Гипнотическая музыка Мишеля Галассо превращает в волшебство любой проход: лестницы в многоквартирном доме, скучная толчея в коммуналке, лужи на асфальте, --все это показано через призму влюбленности. Банальная жизнь словно светится изнутри. Вонг Карвай вновь открыл давно забытый эффект. Так не снимали со времен Марлен Дитрих, Дэвида Линча и Альфреда Хичхока. Вместе с романтическим гламуром кинематографа 30-40-х годов, Вонг Карвай вводит в моду платоническую любовь. После просмотра "Любовного настроения" хочется научиться также меланхонично закуривать, как ТониЛюн, так же носить облегающие китайские платья-ципао как Мэгги Чун. Писать длинные письма. Вздыхать о незнакомце, не делая никаких попыток сближения с ним. Тосковать в разлуке. Прощаться навсегда. Предаваться безумствам любви к процессу, не рассчитывая на результат.

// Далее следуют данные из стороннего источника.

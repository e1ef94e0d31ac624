//! WGS84 ellipsoid math for the Aeris viewer: radius-at-latitude,
//! geodetic/ECEF conversion, surface-aligned bases, and orbit-style
//! camera pose decomposition.

mod basis;
mod ellipsoid;
mod enu;
mod orbit;
mod rotation;

pub use basis::surface_basis;
pub use ellipsoid::{EQUATORIAL_RADIUS_M, POLAR_RADIUS_M, geodetic_to_ecef, local_radius};
pub use enu::EnuFrame;
pub use orbit::OrbitPose;
pub use rotation::look_rotation;
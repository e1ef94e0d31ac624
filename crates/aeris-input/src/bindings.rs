//! Movement key bindings and the once-per-frame input snapshot.

use glam::DQuat;
use winit::keyboard::KeyCode;

use aeris_world::FrameInput;

use crate::keyboard::KeyTracker;

/// Maps physical keys to the movement flags of a [`FrameInput`].
///
/// Defaults: WASD planar movement, E/Q for altitude, left shift for boost.
#[derive(Clone, Copy, Debug)]
pub struct MovementBindings {
    /// Move along local -Z.
    pub forward: KeyCode,
    /// Move along local +Z.
    pub back: KeyCode,
    /// Move along local -X.
    pub left: KeyCode,
    /// Move along local +X.
    pub right: KeyCode,
    /// Climb along the global up.
    pub ascend: KeyCode,
    /// Descend along the global up.
    pub descend: KeyCode,
    /// Speed boost while held.
    pub boost: KeyCode,
}

impl Default for MovementBindings {
    fn default() -> Self {
        Self {
            forward: KeyCode::KeyW,
            back: KeyCode::KeyS,
            left: KeyCode::KeyA,
            right: KeyCode::KeyD,
            ascend: KeyCode::KeyE,
            descend: KeyCode::KeyQ,
            boost: KeyCode::ShiftLeft,
        }
    }
}

impl MovementBindings {
    /// Samples the tracker into a [`FrameInput`] snapshot, pairing the held
    /// flags with the near camera's current orientation. Called exactly
    /// once per frame; the snapshot is then passed by value so the movement
    /// logic stays decoupled from input polling.
    #[must_use]
    pub fn sample(&self, keys: &KeyTracker, camera_orientation: DQuat) -> FrameInput {
        FrameInput {
            forward: keys.held(self.forward),
            back: keys.held(self.back),
            left: keys.held(self.left),
            right: keys.held(self.right),
            ascend: keys.held(self.ascend),
            descend: keys.held(self.descend),
            boost: keys.held(self.boost),
            orientation: camera_orientation,
        }
    }
}
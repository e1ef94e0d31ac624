//! Shared world state for the Aeris dual-viewport viewer.
//!
//! A single [`WorldState`] record holds the global (ECEF) position, the
//! local (surface-relative) orientation, and the base movement speed. The
//! near (avatar) viewport writes it once per frame via [`advance`]; the far
//! (planet-scale) viewport reads a consistent [`CameraPose`] from it. All
//! rotation bookkeeping goes through the surface-alignment basis from
//! `aeris-geodesy`.

mod frame;
mod movement;
mod preset;
mod state;
mod teleport;
mod zoom;

pub use frame::{CameraPose, far_camera_pose, global_to_local, local_to_global};
pub use movement::{FrameInput, MIN_ALTITUDE_MARGIN_M, advance};
pub use preset::LocationPreset;
pub use state::WorldState;
pub use teleport::teleport;
pub use zoom::ZoomOffset;
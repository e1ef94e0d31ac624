//! Surface-alignment basis: the rotation carrying canonical +Y onto the
//! local outward normal.

use glam::{DQuat, DVec3};

/// Minimal rotation mapping the canonical up axis `(0, 1, 0)` onto
/// `normalize(position)`.
///
/// Recomputed from scratch on every call; the basis changes continuously as
/// the position moves, so callers must never cache it across frames.
///
/// Positions with squared length below `0.1` return the identity rotation.
/// That guards the exact-origin singularity only; it makes no attempt to
/// preserve basis continuity through the degenerate region.
pub fn surface_basis(position: DVec3) -> DQuat {
    if position.length_squared() < 0.1 {
        return DQuat::IDENTITY;
    }
    DQuat::from_rotation_arc(DVec3::Y, position.normalize())
}
//! Smoothed model rotation toward the movement direction.

use glam::{DQuat, DVec3};

use aeris_geodesy::look_rotation;

/// Rotation-tracking rate: the slerp factor is `rate * dt`, clamped to 1.
const TURN_RATE: f64 = 10.0;

/// Slerp the avatar's model rotation toward the camera-relative movement
/// direction.
///
/// `planar_dir` is the axis-aligned intent from the movement flags in the
/// camera's local frame; it is rotated by `camera` before use. The model
/// mesh faces its local -Z, so the target rotation points -Z along the
/// movement direction with +Y kept upward. A zero direction returns
/// `current` unchanged (the avatar holds its last facing while hovering).
pub fn face_movement(current: DQuat, planar_dir: DVec3, camera: DQuat, dt: f64) -> DQuat {
    if planar_dir.length_squared() == 0.0 {
        return current;
    }
    let world_dir = camera * planar_dir.normalize();
    let target = look_rotation(world_dir, DVec3::Y);
    current.slerp(target, (TURN_RATE * dt).min(1.0))
}
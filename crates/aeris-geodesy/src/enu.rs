//! East-north-up tangent frames on the ellipsoid.

use glam::DVec3;

/// The local east/north/up unit vectors at a geodetic location, expressed
/// in ECEF coordinates. Forms a right-handed triad:
/// `east x north = up`, `north x up = east`, `up x east = north`.
#[derive(Clone, Copy, Debug)]
pub struct EnuFrame {
    /// Unit vector pointing due east along the local parallel.
    pub east: DVec3,
    /// Unit vector pointing due north along the local meridian.
    pub north: DVec3,
    /// Unit vector along the outward ellipsoid normal.
    pub up: DVec3,
}

impl EnuFrame {
    /// Compute the tangent frame at the given geodetic longitude/latitude
    /// (radians).
    pub fn at(longitude_rad: f64, latitude_rad: f64) -> Self {
        let (sin_lat, cos_lat) = latitude_rad.sin_cos();
        let (sin_lon, cos_lon) = longitude_rad.sin_cos();

        Self {
            east: DVec3::new(-sin_lon, cos_lon, 0.0),
            north: DVec3::new(-sin_lat * cos_lon, -sin_lat * sin_lon, cos_lat),
            up: DVec3::new(cos_lat * cos_lon, cos_lat * sin_lon, sin_lat),
        }
    }
}
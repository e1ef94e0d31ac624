//! Weather presets and their timed rotation.

use serde::{Deserialize, Serialize};

/// Texture channel a cloud layer's density field is sampled from.
#[derive(Clone, Copy, Debug, PartialEq, Eq, Serialize, Deserialize)]
pub enum CloudChannel {
    /// Red channel: low cumulus band.
    R,
    /// Green channel: mid-level band.
    G,
    /// Blue channel: high cirrus band.
    B,
}

/// One cloud layer row as consumed by the atmosphere collaborator.
#[derive(Clone, Copy, Debug, PartialEq, Serialize, Deserialize)]
pub struct CloudLayer {
    /// Density channel.
    pub channel: CloudChannel,
    /// Layer base altitude in meters.
    pub altitude_m: f64,
    /// Layer thickness in meters.
    pub height_m: f64,
    /// Density multiplier; 0 disables the layer.
    pub density_scale: f64,
}

/// A named weather look: overall coverage plus the per-channel layer table.
#[derive(Clone, Debug, PartialEq, Serialize, Deserialize)]
pub struct WeatherPreset {
    /// Display name.
    pub name: String,
    /// Cloud coverage in `[0, 1]`.
    pub coverage: f64,
    /// Cloud layer rows.
    pub layers: Vec<CloudLayer>,
}

/// The three stock presets, with the layer tables as authored.
pub fn default_presets() -> Vec<WeatherPreset> {
    vec![
        WeatherPreset {
            name: "Clear".to_string(),
            coverage: 0.1,
            layers: vec![
                CloudLayer {
                    channel: CloudChannel::R,
                    altitude_m: 1500.0,
                    height_m: 500.0,
                    density_scale: 0.0,
                },
                CloudLayer {
                    channel: CloudChannel::G,
                    altitude_m: 2500.0,
                    height_m: 800.0,
                    density_scale: 0.0,
                },
                CloudLayer {
                    channel: CloudChannel::B,
                    altitude_m: 7500.0,
                    height_m: 500.0,
                    density_scale: 0.1,
                },
            ],
        },
        WeatherPreset {
            name: "Sunny".to_string(),
            coverage: 0.4,
            layers: vec![
                CloudLayer {
                    channel: CloudChannel::R,
                    altitude_m: 1500.0,
                    height_m: 500.0,
                    density_scale: 0.4,
                },
                CloudLayer {
                    channel: CloudChannel::G,
                    altitude_m: 2500.0,
                    height_m: 800.0,
                    density_scale: 0.0,
                },
                CloudLayer {
                    channel: CloudChannel::B,
                    altitude_m: 7500.0,
                    height_m: 500.0,
                    density_scale: 0.2,
                },
            ],
        },
        WeatherPreset {
            name: "Cloudy".to_string(),
            coverage: 0.75,
            layers: vec![
                CloudLayer {
                    channel: CloudChannel::R,
                    altitude_m: 1500.0,
                    height_m: 500.0,
                    density_scale: 0.6,
                },
                CloudLayer {
                    channel: CloudChannel::G,
                    altitude_m: 2000.0,
                    height_m: 1000.0,
                    density_scale: 0.5,
                },
                CloudLayer {
                    channel: CloudChannel::B,
                    altitude_m: 7500.0,
                    height_m: 500.0,
                    density_scale: 0.0,
                },
            ],
        },
    ]
}

/// Rotates through the preset list on a fixed wall-time interval, never
/// re-selecting the preset that is already active.
#[derive(Clone, Debug)]
pub struct WeatherSchedule {
    presets: Vec<WeatherPreset>,
    interval_s: f64,
    elapsed_s: f64,
    current: usize,
}

impl WeatherSchedule {
    /// Schedule over `presets`, switching every `interval_s` seconds.
    /// Starts on the second preset (the default "Sunny" look) when there
    /// are at least two, mirroring the viewer's startup weather.
    pub fn new(presets: Vec<WeatherPreset>, interval_s: f64) -> Self {
        let current = if presets.len() > 1 { 1 } else { 0 };
        Self {
            presets,
            interval_s,
            elapsed_s: 0.0,
            current,
        }
    }

    /// The active preset.
    pub fn current(&self) -> &WeatherPreset {
        &self.presets[self.current]
    }

    /// Advance by `dt` real seconds. Returns the new preset when the
    /// interval elapses, `None` otherwise.
    pub fn advance(&mut self, dt: f64) -> Option<&WeatherPreset> {
        self.elapsed_s += dt;
        if self.elapsed_s < self.interval_s || self.presets.len() < 2 {
            return None;
        }
        self.elapsed_s -= self.interval_s;
        self.current = (self.current + 1) % self.presets.len();
        let next = &self.presets[self.current];
        tracing::info!(preset = %next.name, "weather changed");
        Some(next)
    }
}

Как всякий великий режиссер, Вонг Карвай перестраивает что-то в самой психофизике своих зрителей. Меняя нас, "Любовное настроение" меняет само время. В этой таинственной и неотразимой ленте подходит к концу рациональный ХХ век. После нее Фрейд больше не работает. Остаются только капли дождя на бледной руке, отсвет фонаря в расширившемся зрачке. "Хотите лапши?"--"Спасибо, я не голоден".